Doom 3 BFG Source Code Review: Multithreading (Part 2 of 4)

Original author: Fabien Sanglard
  • Transfer
Part 1: Introduction
Part 2: Multithreading
Part 3: Rendering (Note transl. - during translation)
Part 4: Doom classic - integration (Note transl. - during translation)

The engine for Doom III was written between 2000 and 2004, at a time when most PCs were single-processor. Although the idTech4 engine architecture was designed with SMP support in mind, it ended up doing multithreading support at the last minute ( see interview with John Carmack ).

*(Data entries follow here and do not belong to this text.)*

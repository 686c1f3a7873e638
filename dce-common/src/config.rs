//! Configuration loading and root folder resolution
//!
//! Configuration file priority:
//! 1. Explicit path from the caller
//! 2. `DCE_CONFIG` environment variable
//! 3. Platform config dir (`~/.config/dce/config.toml` on Linux)
//! 4. Compiled defaults
//!
//! A missing file is never fatal: the module logs a warning and continues on
//! defaults. A file that exists but does not parse is a configuration error.

use crate::{Error, Result};
use serde::{Deserialize, Serialize};
use std::path::{Path, PathBuf};
use std::time::Duration;
use tracing::{info, warn};

pub const CONFIG_ENV_VAR: &str = "DCE_CONFIG";
pub const ROOT_FOLDER_ENV_VAR: &str = "DCE_ROOT_FOLDER";
const APP_DIR: &str = "dce";
const DATABASE_FILE: &str = "dce.db";

/// Contents of `config.toml`
#[derive(Debug, Clone, PartialEq, Serialize, Deserialize)]
#[serde(default)]
pub struct TomlConfig {
    /// Folder holding the database and export files
    pub root_folder: Option<PathBuf>,
    /// Tracing filter directive (`info`, `dce_sync=debug`, ...)
    pub log_level: String,
    /// Base URL of the import backend, e.g. `https://dce.example.org`
    pub backend_url: Option<String>,
    /// Identifies this device in exported envelopes
    pub exporter_info: String,
    /// Minimum gap between two exports
    pub export_cooldown_ms: u64,
    /// Quiet period after the last keystroke before searching
    pub search_debounce_ms: u64,
    /// Quiet period after the last mutation before persisting
    pub persistence_debounce_ms: u64,
}

impl Default for TomlConfig {
    fn default() -> Self {
        Self {
            root_folder: None,
            log_level: "info".to_string(),
            backend_url: None,
            exporter_info: format!("dce/{}", env!("CARGO_PKG_VERSION")),
            export_cooldown_ms: 2000,
            search_debounce_ms: 300,
            persistence_debounce_ms: 500,
        }
    }
}

impl TomlConfig {
    /// Parse configuration text
    pub fn from_toml_str(content: &str) -> Result<Self> {
        let config: TomlConfig =
            toml::from_str(content).map_err(|e| Error::Config(format!("Invalid config file: {}", e)))?;
        config.validate()?;
        Ok(config)
    }

    /// Load configuration following the priority order above
    pub fn load(explicit: Option<&Path>) -> Result<Self> {
        let Some(path) = resolve_config_path(explicit) else {
            warn!("No configuration file found, using compiled defaults");
            return Ok(Self::default());
        };

        match std::fs::read_to_string(&path) {
            Ok(content) => {
                let config = Self::from_toml_str(&content)?;
                info!("Loaded configuration from {}", path.display());
                Ok(config)
            }
            Err(e) if e.kind() == std::io::ErrorKind::NotFound => {
                warn!("Config file {} not found, using compiled defaults", path.display());
                Ok(Self::default())
            }
            Err(e) => Err(e.into()),
        }
    }

    fn validate(&self) -> Result<()> {
        if self.exporter_info.trim().is_empty() {
            return Err(Error::Config("exporter_info must not be empty".to_string()));
        }
        if let Some(url) = &self.backend_url {
            if !(url.starts_with("http://") || url.starts_with("https://")) {
                return Err(Error::Config(format!(
                    "backend_url must be an http(s) URL, got {:?}",
                    url
                )));
            }
        }
        Ok(())
    }

    pub fn export_cooldown(&self) -> Duration {
        Duration::from_millis(self.export_cooldown_ms)
    }

    pub fn search_debounce(&self) -> Duration {
        Duration::from_millis(self.search_debounce_ms)
    }

    pub fn persistence_debounce(&self) -> Duration {
        Duration::from_millis(self.persistence_debounce_ms)
    }

    /// Root folder: environment variable, then TOML, then platform default
    pub fn resolve_root_folder(&self) -> PathBuf {
        if let Ok(path) = std::env::var(ROOT_FOLDER_ENV_VAR) {
            if !path.trim().is_empty() {
                return PathBuf::from(path);
            }
        }
        if let Some(path) = &self.root_folder {
            return path.clone();
        }
        default_root_folder()
    }

    /// Database file inside the resolved root folder
    pub fn database_path(&self) -> PathBuf {
        self.resolve_root_folder().join(DATABASE_FILE)
    }
}

fn resolve_config_path(explicit: Option<&Path>) -> Option<PathBuf> {
    if let Some(path) = explicit {
        return Some(path.to_path_buf());
    }
    if let Ok(path) = std::env::var(CONFIG_ENV_VAR) {
        if !path.trim().is_empty() {
            return Some(PathBuf::from(path));
        }
    }
    dirs::config_dir()
        .map(|dir| dir.join(APP_DIR).join("config.toml"))
        .filter(|path| path.exists())
}

/// Get OS-dependent default root folder path
fn default_root_folder() -> PathBuf {
    dirs::data_local_dir()
        .map(|dir| dir.join(APP_DIR))
        .unwrap_or_else(|| PathBuf::from("./dce_data"))
}

#[cfg(test)]
mod tests {
    use super::*;

    #[test]
    fn test_defaults() {
        let config = TomlConfig::default();
        assert_eq!(config.log_level, "info");
        assert_eq!(config.export_cooldown(), Duration::from_secs(2));
        assert_eq!(config.search_debounce(), Duration::from_millis(300));
        assert!(config.exporter_info.starts_with("dce/"));
    }

    #[test]
    fn test_partial_file_keeps_defaults() {
        let config = TomlConfig::from_toml_str("export_cooldown_ms = 5000\n").unwrap();
        assert_eq!(config.export_cooldown_ms, 5000);
        assert_eq!(config.persistence_debounce_ms, 500);
    }

    #[test]
    fn test_invalid_backend_url_rejected() {
        let err = TomlConfig::from_toml_str("backend_url = \"ftp://example\"\n").unwrap_err();
        assert!(matches!(err, Error::Config(_)));
    }

    #[test]
    fn test_malformed_file_rejected() {
        assert!(TomlConfig::from_toml_str("export_cooldown_ms = \"soon\"").is_err());
    }
}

Since then, much has changed, there is a good article from Microsoft " Programming for multi-core systems ":

Over the years, processor performance has been steadily increasing, and games and other programs have benefited from this increase in power without the need for effort.
The rules have changed. The performance of single-core processors is currently growing very slowly, if at all. However, the computing power of personal computers and consoles continues to grow. The only difference is that basically such an increase is now obtained due to the presence of multi-core processors.
The increase in processor power is as impressive as before, but now developers must write multi-threaded code in order to fully unlock the potential of this power.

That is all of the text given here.